The poor poster looked like it had been through a paper shredder and taped back together.
I realized the scary man was just an older chubby Hippie dude with greasy hair with a drinking problem. He offered me and my intern a coca cola three or four times, until, neither a drinker accepted his over zealous offer.
"Abe and Lennon", Rockaway Park, NYC, 5/09. We were invited into the room of an older very skin lucid man. I forget his name. Could it have been Charles? I know so, many out there. The room was large enough to fit a twin bed, a fridge, a hot plate on a dresser, a small sink in the corner of the room. Sitting on top of his fridge, leaning up against something--I don't know what--his last will and testament is written with a red Sharpie and housed in a manila envelope.
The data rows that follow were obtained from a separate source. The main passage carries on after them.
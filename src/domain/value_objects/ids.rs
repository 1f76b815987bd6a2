//! # Identifiers
//!
//! String- and UUID-based identifier types.
//!
//! - [`CarrierId`]: a shipping carrier known to the configuration
//! - [`ServiceId`]: a carrier's service tier (e.g. `express`)
//! - [`AggregationId`]: correlates the log lines of one aggregation

use crate::domain::errors::{DomainError, DomainResult};
use serde::{Deserialize, Serialize};
use std::fmt;
use uuid::Uuid;

/// Identifier of a shipping carrier.
///
/// Carrier identifiers come from configuration, not runtime discovery.
/// Comparison is exact; the configured spelling is the canonical one.
///
/// # Examples
///
/// ```
/// use ship_rates::domain::value_objects::CarrierId;
///
/// let fedex = CarrierId::new("fedex");
/// assert_eq!(fedex.as_str(), "fedex");
/// assert!(fedex.matches("FedEx"));
/// ```
#[derive(Debug, Clone, PartialEq, Eq, Hash, PartialOrd, Ord, Serialize, Deserialize)]
#[serde(transparent)]
pub struct CarrierId(String);

impl CarrierId {
    /// Creates a carrier identifier.
    #[must_use]
    pub fn new(id: impl Into<String>) -> Self {
        Self(id.into())
    }

    /// Creates a carrier identifier, rejecting blank input.
    ///
    /// # Errors
    ///
    /// Returns `DomainError::InvalidIdentifier` if `id` is empty or whitespace.
    pub fn parse(id: &str) -> DomainResult<Self> {
        let trimmed = id.trim();
        if trimmed.is_empty() {
            return Err(DomainError::InvalidIdentifier(
                "carrier id must not be blank".to_string(),
            ));
        }
        Ok(Self(trimmed.to_string()))
    }

    /// Returns the identifier as a string slice.
    #[inline]
    #[must_use]
    pub fn as_str(&self) -> &str {
        &self.0
    }

    /// Returns true if `other` names this carrier, ignoring ASCII case.
    ///
    /// Carriers echo their own name back in rate responses with
    /// inconsistent casing.
    #[must_use]
    pub fn matches(&self, other: &str) -> bool {
        self.0.eq_ignore_ascii_case(other.trim())
    }
}

impl fmt::Display for CarrierId {
    fn fmt(&self, f: &mut fmt::Formatter<'_>) -> fmt::Result {
        f.write_str(&self.0)
    }
}

impl From<&str> for CarrierId {
    fn from(id: &str) -> Self {
        Self::new(id)
    }
}

/// Identifier of a carrier service tier.
#[derive(Debug, Clone, PartialEq, Eq, Hash, Serialize, Deserialize)]
#[serde(transparent)]
pub struct ServiceId(String);

impl ServiceId {
    /// Creates a service identifier.
    #[must_use]
    pub fn new(id: impl Into<String>) -> Self {
        Self(id.into())
    }

    /// Returns the identifier as a string slice.
    #[inline]
    #[must_use]
    pub fn as_str(&self) -> &str {
        &self.0
    }
}

impl fmt::Display for ServiceId {
    fn fmt(&self, f: &mut fmt::Formatter<'_>) -> fmt::Result {
        f.write_str(&self.0)
    }
}

/// Identifier of a single aggregation run.
#[derive(Debug, Clone, Copy, PartialEq, Eq, Hash, Serialize, Deserialize)]
#[serde(transparent)]
pub struct AggregationId(Uuid);

impl AggregationId {
    /// Creates a new random aggregation ID.
    #[must_use]
    pub fn new_v4() -> Self {
        Self(Uuid::new_v4())
    }

    /// Returns the underlying UUID.
    #[inline]
    #[must_use]
    pub fn get(&self) -> Uuid {
        self.0
    }
}

impl fmt::Display for AggregationId {
    fn fmt(&self, f: &mut fmt::Formatter<'_>) -> fmt::Result {
        write!(f, "{}", self.0)
    }
}

#[cfg(test)]
#[allow(clippy::unwrap_used)]
mod tests {
    use super::*;

    #[test]
    fn carrier_id_parse_trims() {
        let id = CarrierId::parse("  dhl ").unwrap();
        assert_eq!(id.as_str(), "dhl");
    }

    #[test]
    fn carrier_id_parse_rejects_blank() {
        assert!(CarrierId::parse("   ").is_err());
    }

    #[test]
    fn carrier_id_matches_ignores_case() {
        let id = CarrierId::new("paquetexpress");
        assert!(id.matches("PaquetExpress"));
        assert!(!id.matches("estafeta"));
    }

    #[test]
    fn carrier_id_serializes_as_string() {
        let json = serde_json::to_string(&CarrierId::new("ups")).unwrap();
        assert_eq!(json, "\"ups\"");
    }

    #[test]
    fn aggregation_ids_are_unique() {
        assert_ne!(AggregationId::new_v4(), AggregationId::new_v4());
    }
}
The bathrooms are always at the end of the hall. They pay around $500. at most to live here. Down the street is a beautiful beach. Like all of this out here...none of this makes sense. I didn't come out here to make sense, but ultimately, I had to understand more.
"Pencil Portrait", Rockaway Park", NYC, 5/09. "Hot Plate #1", Rockaway Park, NYC, 5/09. We fell in love with "Ma". Her childish demeanor is bundled up in a dirty
pilling red dress gown. Her sweet grandma smile and one tooth gives even this broken building a feeling of a home. Everyone living here calls her "Ma". She smiled and smoked her cigarettes and didn't speak one word or if she did it was not on my sonar level. Her tight-lipped demeanor makes me wonder how she managed to get cigarette smoke down her wind pipe.
Now, I must wait for the warm weather.
This might be my last summer out in the Rock....the thought makes me miserable. I am so emotionally connected that I find it hard to finish this project. I will though. As hard as it was to motivate me some days to go out there, find my creative center, and go into the chaos without being the chaos, I found a home.